En Gironde, chez la famille Larrieu « A nous de faire découvrir nos vins aux particuliers »

Colette Goinère - La vigne - n°222 - juillet 2010 - page 28

Le château des Mailles produit des sainte-croix-du-mont très bien notés. Malgré cela, il est entraîné par la baisse des ventes de son appellation. Pour redresser la barre, Laurence Larrieu et ses parents vont de salon en salon.
LAURENCE LARRIEU et ses parents produisent essentiellement des sainte-croix-du-mont. Leurs vins sont bien notés, mais souffrent du manque de notoriété de leur appellation. Ils n'ont pas d'autre solution que d'aller à la rencontre des onsommateurs pour les faire goûter et les expliquer. « Après, ils ne les oublient plus », soutient Martine Larrieu, la mère de Laurence. © PH. ROY

LAURENCE LARRIEU et ses parents produisent essentiellement des sainte-croix-du-mont. Leurs vins sont bien notés, mais souffrent du manque de notoriété de leur appellation. Ils n'ont pas d'autre solution que d'aller à la rencontre des onsommateurs pour les faire goûter et les expliquer. « Après, ils ne les oublient plus », soutient Martine Larrieu, la mère de Laurence. © PH. ROY

LA CUVÉE LAURENCE, le fer de lance du château, produite à raison de 2 000 bouteilles par an, est élevée en barrique neuve pendant un an. Le reste des sainte-croix-du-mont du château est élevé en cuve de ciment. © PH. ROY

LA CUVÉE LAURENCE, le fer de lance du château, produite à raison de 2 000 bouteilles par an, est élevée en barrique neuve pendant un an. Le reste des sainte-croix-du-mont du château est élevé en cuve de ciment. © PH. ROY

L'EFFEUILLAGE commence dès début juillet. Il porte uniquement sur la face au soleil levant. © PH. ROY

L'EFFEUILLAGE commence dès début juillet. Il porte uniquement sur la face au soleil levant. © PH. ROY

Une belle couleur ambrée avec des notes de fruits confits, d'amandes grillées et de miel. Une finale intense. Un sauternes ? Pas du tout. C'est la cuvée Laurence 2005 du château des Mailles, un sainte-croix-du-mont, coup de cœur du « Guide Hachette » 2009. « Nous sommes meilleurs et bien moins chers que certains sauternes », constate Daniel Larrieu, propriétaire de château des Mailles, 30 hectares dont 25 en sainte-croix-du-mont. La propriété, depuis 170 ans dans la famille, est exposée plein sud sur un coteau argilo-calcaire.

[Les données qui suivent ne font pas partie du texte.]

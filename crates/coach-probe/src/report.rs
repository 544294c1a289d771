//! Suite report: per-scenario results rendered as JSON, HTML, and JUnit XML.

use chrono::{DateTime, Utc};
use serde::{Deserialize, Serialize};
use std::path::{Path, PathBuf};
use std::time::Duration;

use crate::config::millis;
use crate::result::ProbeResult;

/// JSON report file name
pub const JSON_REPORT: &str = "report.json";

/// HTML report file name
pub const HTML_REPORT: &str = "report.html";

/// JUnit report file name
pub const JUNIT_REPORT: &str = "junit.xml";

/// Scenario outcome
#[derive(Debug, Clone, Copy, PartialEq, Eq, Serialize, Deserialize)]
#[serde(rename_all = "lowercase")]
pub enum TestStatus {
    /// Passed on the first attempt
    Passed,
    /// Passed after at least one re-run
    Flaky,
    /// Failed every attempt
    Failed,
}

impl TestStatus {
    /// Counts as passing
    #[must_use]
    pub const fn is_passed(&self) -> bool {
        matches!(self, Self::Passed | Self::Flaky)
    }

    /// Counts as failing
    #[must_use]
    pub const fn is_failed(&self) -> bool {
        matches!(self, Self::Failed)
    }

    const fn css_class(self) -> &'static str {
        match self {
            Self::Passed => "pass",
            Self::Flaky => "flaky",
            Self::Failed => "fail",
        }
    }
}

/// Result of one scenario
#[derive(Debug, Clone, PartialEq, Serialize, Deserialize)]
pub struct TestResultEntry {
    /// Scenario name
    pub name: String,
    /// Outcome
    pub status: TestStatus,
    /// Duration of the final attempt
    #[serde(rename = "duration_ms", with = "millis")]
    pub duration: Duration,
    /// Attempts made
    pub attempts: u32,
    /// Error of the final failed attempt
    pub error: Option<String>,
    /// Screenshots captured
    #[serde(default)]
    pub screenshots: Vec<PathBuf>,
    /// HTML dump captured on failure
    #[serde(default)]
    pub page_dump: Option<PathBuf>,
    /// When the scenario finished
    pub finished_at: DateTime<Utc>,
}

impl TestResultEntry {
    /// Create a passing result
    #[must_use]
    pub fn passed(name: impl Into<String>, duration: Duration, attempts: u32) -> Self {
        Self {
            name: name.into(),
            status: if attempts > 1 {
                TestStatus::Flaky
            } else {
                TestStatus::Passed
            },
            duration,
            attempts,
            error: None,
            screenshots: Vec::new(),
            page_dump: None,
            finished_at: Utc::now(),
        }
    }

    /// Create a failing result
    #[must_use]
    pub fn failed(
        name: impl Into<String>,
        duration: Duration,
        attempts: u32,
        error: impl Into<String>,
    ) -> Self {
        Self {
            name: name.into(),
            status: TestStatus::Failed,
            duration,
            attempts,
            error: Some(error.into()),
            screenshots: Vec::new(),
            page_dump: None,
            finished_at: Utc::now(),
        }
    }

    /// Attach screenshot paths
    #[must_use]
    pub fn with_screenshots(mut self, paths: impl IntoIterator<Item = PathBuf>) -> Self {
        self.screenshots.extend(paths);
        self
    }

    /// Attach the page dump, if one was captured
    #[must_use]
    pub fn with_page_dump(mut self, path: Option<PathBuf>) -> Self {
        self.page_dump = path;
        self
    }
}

/// Results of one run
#[derive(Debug, Clone, Serialize, Deserialize)]
pub struct SuiteReport {
    /// Suite name
    pub suite_name: String,
    /// Target URL
    pub base_url: String,
    /// Run start
    pub started_at: DateTime<Utc>,
    /// Run end, once finished
    pub finished_at: Option<DateTime<Utc>>,
    /// Per-scenario results
    pub results: Vec<TestResultEntry>,
}

impl SuiteReport {
    /// Start a report now
    #[must_use]
    pub fn new(suite_name: impl Into<String>, base_url: impl Into<String>) -> Self {
        Self {
            suite_name: suite_name.into(),
            base_url: base_url.into(),
            started_at: Utc::now(),
            finished_at: None,
            results: Vec::new(),
        }
    }

    /// Record a result
    pub fn record(&mut self, result: TestResultEntry) {
        self.results.push(result);
    }

    /// Stamp the end time
    pub fn finish(&mut self) {
        self.finished_at = Some(Utc::now());
    }

    /// Passed or flaky scenarios
    #[must_use]
    pub fn passed_count(&self) -> usize {
        self.results.iter().filter(|r| r.status.is_passed()).count()
    }

    /// Failed scenarios
    #[must_use]
    pub fn failed_count(&self) -> usize {
        self.results.iter().filter(|r| r.status.is_failed()).count()
    }

    /// Scenarios that needed a re-run
    #[must_use]
    pub fn flaky_count(&self) -> usize {
        self.results
            .iter()
            .filter(|r| r.status == TestStatus::Flaky)
            .count()
    }

    /// Recorded scenarios
    #[must_use]
    pub fn total_count(&self) -> usize {
        self.results.len()
    }

    /// Pass rate (0.0 to 1.0)
    #[must_use]
    pub fn pass_rate(&self) -> f64 {
        if self.results.is_empty() {
            return 1.0;
        }
        self.passed_count() as f64 / self.results.len() as f64
    }

    /// No scenario failed
    #[must_use]
    pub fn all_passed(&self) -> bool {
        self.failed_count() == 0
    }

    /// Wall-clock duration of the run
    #[must_use]
    pub fn wall_time(&self) -> Duration {
        self.finished_at
            .and_then(|end| (end - self.started_at).to_std().ok())
            .unwrap_or_default()
    }

    /// Failed scenarios
    #[must_use]
    pub fn failures(&self) -> Vec<&TestResultEntry> {
        self.results
            .iter()
            .filter(|r| r.status.is_failed())
            .collect()
    }

    /// One-line summary
    #[must_use]
    pub fn summary(&self) -> String {
        let mut line = format!(
            "{}: {}/{} passed ({:.1}%)",
            self.suite_name,
            self.passed_count(),
            self.total_count(),
            self.pass_rate() * 100.0
        );
        let flaky = self.flaky_count();
        if flaky > 0 {
            line.push_str(&format!(", {flaky} flaky"));
        }
        line
    }

    /// Pretty JSON
    pub fn to_json(&self) -> ProbeResult<String> {
        Ok(serde_json::to_string_pretty(self)?)
    }

    /// Render the HTML report
    #[must_use]
    pub fn render_html(&self) -> String {
        let mut html = String::new();

        html.push_str(
            r#"<!DOCTYPE html>
<html>
<head>
    <meta charset="UTF-8">
    <title>Decision Coach E2E Report</title>
    <style>
        body {
            font-family: -apple-system, BlinkMacSystemFont, 'Segoe UI', Roboto, sans-serif;
            margin: 20px;
        }
        .summary { background: #f5f5f5; padding: 20px; border-radius: 8px; margin-bottom: 20px; }
        .progress-bar { background: #ddd; height: 20px; border-radius: 10px; overflow: hidden; }
        .passed { background: #4caf50; height: 100%; }
        .test { padding: 10px; margin: 5px 0; border-radius: 4px; }
        .test.pass { background: #e8f5e9; border-left: 4px solid #4caf50; }
        .test.flaky { background: #fffde7; border-left: 4px solid #fbc02d; }
        .test.fail { background: #ffebee; border-left: 4px solid #f44336; }
        .test.skip { background: #fff3e0; border-left: 4px solid #ff9800; }
        .error { color: #d32f2f; font-family: monospace; white-space: pre-wrap; }
        .artifacts a { margin-right: 10px; }
    </style>
</head>
<body>
"#,
        );

        html.push_str(&format!(
            r#"<div class="summary">
    <h1>{}</h1>
    <p>Target: <code>{}</code> &middot; started {}</p>
    <h2>Results: {}/{} passed ({:.1}%)</h2>
    <div class="progress-bar">
        <div class="passed" style="width: {:.1}%"></div>
    </div>
    <p>Duration: {:.2}s</p>
</div>
"#,
            escape_html(&self.suite_name),
            escape_html(&self.base_url),
            self.started_at.to_rfc3339(),
            self.passed_count(),
            self.total_count(),
            self.pass_rate() * 100.0,
            self.pass_rate() * 100.0,
            self.wall_time().as_secs_f64()
        ));

        html.push_str("<h2>Scenarios</h2>\n");
        for result in &self.results {
            html.push_str(&format!(
                r#"<div class="test {}">
    <strong>{}</strong> - {:?} ({:.2}s, {} attempt(s))
"#,
                result.status.css_class(),
                escape_html(&result.name),
                result.status,
                result.duration.as_secs_f64(),
                result.attempts
            ));
            if let Some(error) = &result.error {
                html.push_str(&format!(
                    "    <div class=\"error\">{}</div>\n",
                    escape_html(error)
                ));
            }
            let links: Vec<&PathBuf> = result
                .screenshots
                .iter()
                .chain(result.page_dump.iter())
                .collect();
            if !links.is_empty() {
                html.push_str("    <div class=\"artifacts\">");
                for path in links {
                    let shown = escape_html(&path.display().to_string());
                    html.push_str(&format!("<a href=\"{shown}\">{shown}</a>"));
                }
                html.push_str("</div>\n");
            }
            html.push_str("</div>\n");
        }

        html.push_str(
            r#"
<footer>
    <p>Generated by coach-probe</p>
</footer>
</body>
</html>
"#,
        );
        html
    }

    /// Render JUnit XML
    #[must_use]
    pub fn render_junit(&self) -> String {
        let mut xml = String::new();
        xml.push_str(r#"<?xml version="1.0" encoding="UTF-8"?>"#);
        xml.push('\n');
        xml.push_str(&format!(
            r#"<testsuite name="{}" tests="{}" failures="{}" time="{:.3}">"#,
            escape_html(&self.suite_name),
            self.total_count(),
            self.failed_count(),
            self.wall_time().as_secs_f64()
        ));
        xml.push('\n');
        for result in &self.results {
            xml.push_str(&format!(
                r#"  <testcase name="{}" time="{:.3}">"#,
                escape_html(&result.name),
                result.duration.as_secs_f64()
            ));
            xml.push('\n');
            if let (TestStatus::Failed, Some(error)) = (result.status, &result.error) {
                let error = escape_html(error);
                xml.push_str(&format!(r#"    <failure message="{error}">{error}</failure>"#));
                xml.push('\n');
            }
            xml.push_str("  </testcase>\n");
        }
        xml.push_str("</testsuite>\n");
        xml
    }

    /// Write `report.json`, `report.html`, and `junit.xml` into `dir`
    pub fn write(&self, dir: &Path) -> ProbeResult<Vec<PathBuf>> {
        std::fs::create_dir_all(dir)?;
        let outputs = [
            (dir.join(JSON_REPORT), self.to_json()?),
            (dir.join(HTML_REPORT), self.render_html()),
            (dir.join(JUNIT_REPORT), self.render_junit()),
        ];
        let mut written = Vec::with_capacity(outputs.len());
        for (path, body) in outputs {
            std::fs::write(&path, body)?;
            written.push(path);
        }
        Ok(written)
    }
}

/// Escape HTML/XML special characters
fn escape_html(s: &str) -> String {
    s.replace('&', "&amp;")
        .replace('<', "&lt;")
        .replace('>', "&gt;")
        .replace('"', "&quot;")
        .replace('\'', "&apos;")
}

Ici, les cépages, les méthodes de vendanges et de vinification sont identiques à celles de Sauternes. Epamprage et effeuillage se font à la main. Fin septembre, une vingtaine de saisonniers vendangent, une à une, les baies atteintes par la pourriture noble. Un tri sélectif qui exige de passer trois à quatre fois dans les rangs. Un travail méticuleux qui paye : les médailles pleuvent sur le château des Mailles. Dernière en date : l'or au premier concours des vins de Lyon pour la cuvée Laurence 2006.

Reste la question de taille : comment convaincre que l'on est très bon, sans avoir la notoriété du sauternes ? Daniel Larrieu, son épouse Martine et leur fille Laurence ont une réponse : faire goûter leur vin, établir un contact direct avec le consommateur.

10 000 euros de frais de salon pour vendre 10 000 bouteilles

A l'initiative de Laurence, devenue gérante en 2006, la famille enchaîne les salons « vins et gastronomie ». En octobre, elle sera au Salon du chocolat, à la Teste-de-Buch, en Gironde. Du 5 au 7 novembre, elle ira au Salon vins et terroirs à Toulouse et à celui de Bourges, le même week-end. Ensuite : direction Brest, Vannes puis Irun. Bref, une quinzaine de salons par an. A chaque fois, « nous faisons preuve de pédagogie. Nous expliquons notre appellation. Quand les gens ont goûté notre vin, ils ne l'oublient plus », explique Martine Larrieu.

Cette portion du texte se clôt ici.